永铭淡笑,他知道这时候应该抱住程潜,告诉程潜他爱他,但谎言说是容易,又如何骗得了自己,程潜何等聪明,难道真要他困在自己的谎言里,跟着自己一起赴死?
“奴才心里只有九爷,自然只担心九爷。”程潜走回永铭身边,靠近彼此的体温,他不知道福恒在九爷怀里时,是不是也如他一般感觉九爷距离自己依旧很远。
“怕吗?”永铭拥紧程潜,想要抛开纷乱的思绪,抛开福恒那双望着他的眼,为什么忘记了还仍然有一双渴盼的眼?
“怕!怕九爷不要奴才。”
怕九爷又和福恒在一起忘了他,他在后面跟得很辛苦,辛苦到心在流血,只要有一丝希望,也执着得要接近,他恨,恨自己父母当初就把他当做细作安插在九爷身边,恨世间有他,为何偏偏还有一个福恒……让他卑微到了尘埃里,却连一个苦字都不敢说。
“呵呵,难道这比死还可怕?”
永铭抱着程潜轻笑,喜欢程潜淡淡地平静与执着,只是他不懂程潜与福恒的执着,他永铭自认,也不值得他们为他做任何不求回报的事。
“奴才不怕死,若为九爷死,也甘之若饴,只怕九爷不给奴才这个机会。”死有何惧?若一死能让九爷念念不忘,死又何妨?只怕这机会福恒也不会让给他。
“尽是傻话,本王在,岂能容你替本王死,难道本王连保护你也不能么?”永铭淡笑,困意渐生,他担心只是他日自己权势不在,任人宰割时,程潜也难辞其咎。

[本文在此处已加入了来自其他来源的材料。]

//! # Database Migrations
//!
//! Embedded SQL migrations for the cinema schema.
//!
//! ## Adding New Migrations
//!
//! 1. Create a new file in `migrations/sqlite/` with the next sequence number
//! 2. Name format: `NNN_description.sql` (e.g., `002_add_seat_types.sql`)
//! 3. Write idempotent SQL (use `IF NOT EXISTS` where possible)
//! 4. **NEVER** modify existing migrations - always add new ones

use sqlx::SqlitePool;
use tracing::info;

use crate::error::DbResult;

/// Embedded migrations from the `migrations/sqlite` directory.
///
/// The `sqlx::migrate!()` macro embeds all SQL files from the specified
/// directory into the binary at compile time. No runtime file access needed.
static MIGRATOR: sqlx::migrate::Migrator = sqlx::migrate!("../../migrations/sqlite");

/// Runs all pending database migrations.
///
/// ## Safety
/// - Idempotent: safe to run multiple times
/// - Transactional: each migration runs in a transaction
/// - Ordered: migrations run in filename order (001, 002, ...)
pub async fn run_migrations(pool: &SqlitePool) -> DbResult<()> {
    info!("Checking for pending migrations");

    MIGRATOR.run(pool).await?;

    info!("All migrations applied successfully");
    Ok(())
}

/// Returns (total_migrations, applied_migrations) for diagnostics.
pub async fn migration_status(pool: &SqlitePool) -> DbResult<(usize, usize)> {
    let total = MIGRATOR.migrations.len();

    let applied: i64 = sqlx::query_scalar("SELECT COUNT(*) FROM _sqlx_migrations")
        .fetch_one(pool)
        .await
        .unwrap_or(0);

    Ok((total, applied as usize))
}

“奴才的心跟着九爷,九爷在哪儿,奴才的心就在哪儿。”
“人都迈不过死,你跟着本王赴死那就是愚忠,说来这那是一个读过书的男人说的话。”
永铭闭上眼,不想听誓言什么,那都是哄女孩子的,但他这个人别人说了就会记住,想着,永铭不禁又想起了福恒,想起自己的戏言,福恒的认真,心中顿时就是揪紧了的痛:何苦有这认真二字。
“……”
程潜回拥永铭不语,只是耳听雨声哗啦……相爱的人怎么不求同生共死,不过他不是九爷想要同生共死的人罢了——
他痛,他的心比谁的都痛,但他不能哭,不能退缩,因为他是个男人,因为他没有资格埋怨什么,只能爱、静静地爱,因为爱所以爱,若爱有尽头,他不知道自己是不是会一直走到尽头……
如果不爱,为什么又要给他希望?
入夏的天总是晴雨难定,丁忧的日子总是闲得人心慌,福恒不记得雨下了多少天,只记得有一天叶黄了,落在他肩上时,已经是秋天了。
那天他躲在怡亲王府外看见了程潜,然后就那么呆呆地看着那个人在入夜时分进了王府的角门,直到第二日天明才鬼鬼祟祟地、尾随出门采购的马车离开。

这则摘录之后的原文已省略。